Ad ogni passo del percorso c'è una scoperta: "Là ci sono le nostre arnie - indica Schiappelli - sono posizionate ai piedi delle capanne romulee, dove ha inizio la storia arcaica di Roma, in uno dei punti più tranquilli e più suggestivi, che ha facilitato l'ambientamento delle api e la riuscita del progetto. Abbiamo infatti ottenuto una produzione di miele di buona quantità e di notevole pregio". Nel ParCo si raccolgono le olive dei 189 alberi di varie epoche di impianto, dagli esemplari centenari vicino all'arco di Tito, a quelli più recenti, perfettamente inseriti in un paesaggio di cui gli olivi hanno fatto parte fin dall'antichità. "Gli interventi si basano su accurati lavori filologici di studio delle fonti - spiega lo storico - per esempio, la ricerca sui vini di eccellenza nell'antica Roma ha portato alla conoscenza di un antichissimo vitigno autoctono che Plinio chiama "uva pantastica", da cui deriva il vino Bellone, coltivato ancora oggi intorno a Roma. Poiché la presenza di vigneti nel ParCo è ben documentata, abbiamo avuto l'idea di impiantare una piccola vigna nella zona chiamata appunto "Vigna Barberini", con barbatelle della varietà Bellone".

Dalle attività del ParCo nascono anche ricerche scientifiche sulla fauna e la flora. Il progetto Spectio con l'associazione naturalistica Ornis Italica (la spectio, nella Roma delle origini, era l'osservazione rituale del volo degli uccelli e di altri fenomeni per la divinazione) studia le abitudini della fauna e soprattutto dell'avifauna locale e ha scoperto per esempio che un gabbiano ha intrapreso un viaggio di 750 chilometri fino al Lago di Costanza, in Svizzera, ed è poi tornato alla basilica Emilia. Civette, falchi pellegrini, gheppi, codirossi spazzacamino vengono monitorati con gps, le fototrappole aiutano a osservare i piccoli animali che frequentano il sito e la gestione dell'acqua delle fontane aiuta a sostenere le colonie di rospi smeraldini. Le fontane, appunto, sono state restaurate studiando sistemi per il risparmio e l'utilizzo virtuoso dell'acqua, con il recupero di quella piovana e delle varie fontanelle.

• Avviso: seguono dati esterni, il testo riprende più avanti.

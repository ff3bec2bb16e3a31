//! Payload format adaptors
//!
//! An adaptor translates between the device-facing wire payload format and
//! the internal message representation handed to collaborators. Adaptors
//! are resolved once at transport startup through an explicit name
//! registry, a closed enumeration rather than an open runtime lookup.

use bytes::Bytes;
use serde_json::Value;
use std::collections::HashMap;
use std::sync::Arc;

use crate::error::{Error, Result};
use crate::topics::{self, DeviceTopic, GatewayTopic};

/// A decoded inbound publish, addressed by the topic namespace
#[derive(Debug, Clone, PartialEq)]
pub enum DeviceMessage {
    /// Telemetry upload from a directly connected device
    Telemetry { values: Value },
    /// Client-side attribute update
    AttributesUpdate { values: Value },
    /// Attribute read request; the device picked the token and is expected
    /// to already hold the matching response subscription
    AttributesRequest {
        token: String,
        client_keys: Vec<String>,
        shared_keys: Vec<String>,
    },
    /// Device reply to a server-pushed RPC request, same token
    RpcResponse { token: String, payload: Value },
    /// Gateway announces a logical device
    GatewayConnect { device: String },
    /// Gateway retires a logical device
    GatewayDisconnect { device: String },
    /// Aggregated telemetry, keyed by logical device in the payload
    GatewayTelemetry { payload: Value },
    /// Aggregated attribute updates
    GatewayAttributes { payload: Value },
    /// Gateway-side RPC exchange
    GatewayRpc { payload: Value },
    /// Gateway attribute request (token travels inside the payload)
    GatewayAttributesRequest { payload: Value },
}

/// A server-originated message to be published back to the device
#[derive(Debug, Clone, PartialEq)]
pub enum ServerMessage {
    /// Reply to an attribute request, carrying the requester's token
    AttributesResponse { token: String, values: Value },
    /// Pushed shared-attribute update
    AttributesNotification { values: Value },
    /// Server-assigned-token RPC request pushed to the device
    RpcRequest {
        token: String,
        method: String,
        params: Value,
    },
    /// Gateway attribute response (addressing happens in the payload)
    GatewayAttributesResponse { payload: Value },
}

/// Translates wire payloads to and from the internal representation.
///
/// One instance is resolved at startup and shared read-only across all
/// connections, so implementations must be stateless or internally
/// synchronized.
pub trait TransportAdaptor: std::fmt::Debug + Send + Sync {
    /// Decode an inbound publish into a typed message
    fn decode_publish(&self, topic: &str, payload: &[u8]) -> Result<DeviceMessage>;

    /// Encode an outbound message into its topic and payload bytes
    fn encode_server(&self, msg: &ServerMessage) -> Result<(String, Bytes)>;
}

/// JSON payload adaptor, the platform default
#[derive(Debug, Default, Clone, Copy)]
pub struct JsonAdaptor;

impl JsonAdaptor {
    fn parse(&self, topic: &str, payload: &[u8]) -> Result<Value> {
        serde_json::from_slice(payload).map_err(|e| Error::PayloadDecode {
            topic: topic.to_string(),
            reason: e.to_string(),
        })
    }

    /// Attribute requests list keys as comma-separated strings:
    /// `{"clientKeys":"a,b","sharedKeys":"c"}`
    fn keys(value: &Value, field: &str) -> Vec<String> {
        value
            .get(field)
            .and_then(Value::as_str)
            .map(|s| {
                s.split(',')
                    .map(str::trim)
                    .filter(|k| !k.is_empty())
                    .map(str::to_string)
                    .collect()
            })
            .unwrap_or_default()
    }

    fn device_field(topic: &str, value: &Value) -> Result<String> {
        value
            .get("device")
            .and_then(Value::as_str)
            .map(str::to_string)
            .ok_or_else(|| Error::PayloadDecode {
                topic: topic.to_string(),
                reason: "missing \"device\" field".to_string(),
            })
    }
}

impl TransportAdaptor for JsonAdaptor {
    fn decode_publish(&self, topic: &str, payload: &[u8]) -> Result<DeviceMessage> {
        if let Some(device_topic) = DeviceTopic::recognize(topic) {
            let value = self.parse(topic, payload)?;
            return Ok(match device_topic {
                DeviceTopic::Telemetry => DeviceMessage::Telemetry { values: value },
                DeviceTopic::AttributesUpdate => DeviceMessage::AttributesUpdate { values: value },
                DeviceTopic::AttributesRequest { token } => DeviceMessage::AttributesRequest {
                    token,
                    client_keys: Self::keys(&value, "clientKeys"),
                    shared_keys: Self::keys(&value, "sharedKeys"),
                },
                DeviceTopic::RpcResponse { token } => DeviceMessage::RpcResponse {
                    token,
                    payload: value,
                },
            });
        }

        if let Some(gateway_topic) = GatewayTopic::recognize(topic) {
            let value = self.parse(topic, payload)?;
            return Ok(match gateway_topic {
                GatewayTopic::Connect => DeviceMessage::GatewayConnect {
                    device: Self::device_field(topic, &value)?,
                },
                GatewayTopic::Disconnect => DeviceMessage::GatewayDisconnect {
                    device: Self::device_field(topic, &value)?,
                },
                GatewayTopic::Attributes => DeviceMessage::GatewayAttributes { payload: value },
                GatewayTopic::Telemetry => DeviceMessage::GatewayTelemetry { payload: value },
                GatewayTopic::Rpc => DeviceMessage::GatewayRpc { payload: value },
                GatewayTopic::AttributesRequest => {
                    DeviceMessage::GatewayAttributesRequest { payload: value }
                }
            });
        }

        Err(Error::UnrecognizedTopic(topic.to_string()))
    }

    fn encode_server(&self, msg: &ServerMessage) -> Result<(String, Bytes)> {
        let (topic, body) = match msg {
            ServerMessage::AttributesResponse { token, values } => (
                topics::device_attributes_response_topic(token),
                values.clone(),
            ),
            ServerMessage::AttributesNotification { values } => {
                (topics::DEVICE_ATTRIBUTES_TOPIC.to_string(), values.clone())
            }
            ServerMessage::RpcRequest {
                token,
                method,
                params,
            } => (
                topics::device_rpc_request_topic(token),
                serde_json::json!({ "method": method, "params": params }),
            ),
            ServerMessage::GatewayAttributesResponse { payload } => (
                topics::GATEWAY_ATTRIBUTES_RESPONSE_TOPIC.to_string(),
                payload.clone(),
            ),
        };

        let bytes = serde_json::to_vec(&body).map_err(|e| Error::PayloadEncode(e.to_string()))?;
        Ok((topic, Bytes::from(bytes)))
    }
}

/// Explicit adaptor registry, validated eagerly at transport startup
pub struct AdaptorRegistry {
    adaptors: HashMap<String, Arc<dyn TransportAdaptor>>,
}

impl AdaptorRegistry {
    /// Empty registry
    pub fn new() -> Self {
        Self {
            adaptors: HashMap::new(),
        }
    }

    /// Registry pre-populated with the built-in adaptors
    pub fn with_defaults() -> Self {
        let mut registry = Self::new();
        registry.register("json", Arc::new(JsonAdaptor));
        registry
    }

    /// Register an adaptor under a configuration name
    pub fn register(&mut self, name: impl Into<String>, adaptor: Arc<dyn TransportAdaptor>) {
        self.adaptors.insert(name.into(), adaptor);
    }

    /// Resolve by configured name; unknown names are configuration errors
    pub fn resolve(&self, name: &str) -> Result<Arc<dyn TransportAdaptor>> {
        self.adaptors
            .get(name)
            .cloned()
            .ok_or_else(|| Error::UnknownAdaptor(name.to_string()))
    }

    /// Registered adaptor names
    pub fn names(&self) -> Vec<&str> {
        self.adaptors.keys().map(String::as_str).collect()
    }
}

impl Default for AdaptorRegistry {
    fn default() -> Self {
        Self::with_defaults()
    }
}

(Foto: Simona Murrone e Andrea Schiappelli archivio ParCo)
 

 

"Ogni nostro intervento mira a valorizzare l'aspetto storico con la sostenibilità - spiega l'archeologa Francesca Boldrighini - così, quando abbiamo restaurato il capitello di pilastro del Tempio di Venere, annerito da patine di colonizzazioni biologiche e inquinamento atmosferico, abbiamo usato un gel di natura polimerica a base acquosa, privo di qualsiasi elemento tossico per gli operatori e per l'ambiente".



L'architetta paesaggista Gabriella Strano è impegnata nella complessa riqualificazione del giardino sulla Domus Aurea e ha già avviato il progetto delle siepi anti inquinamento sulla parte del ParCo prospicente via dei Cerchi, dove sono stati messi a dimora arbusti particolarmente efficaci nell'assorbire il particolato. "Gli studi che portiamo avanti sugli ecosistemi all'interno del ParCo,  - sottolinea Strano - sia che si tratti di riqualificare un giardino, o di rimettere l'acqua nelle fontane, hanno un unico filo conduttore: il beneficio ambientale".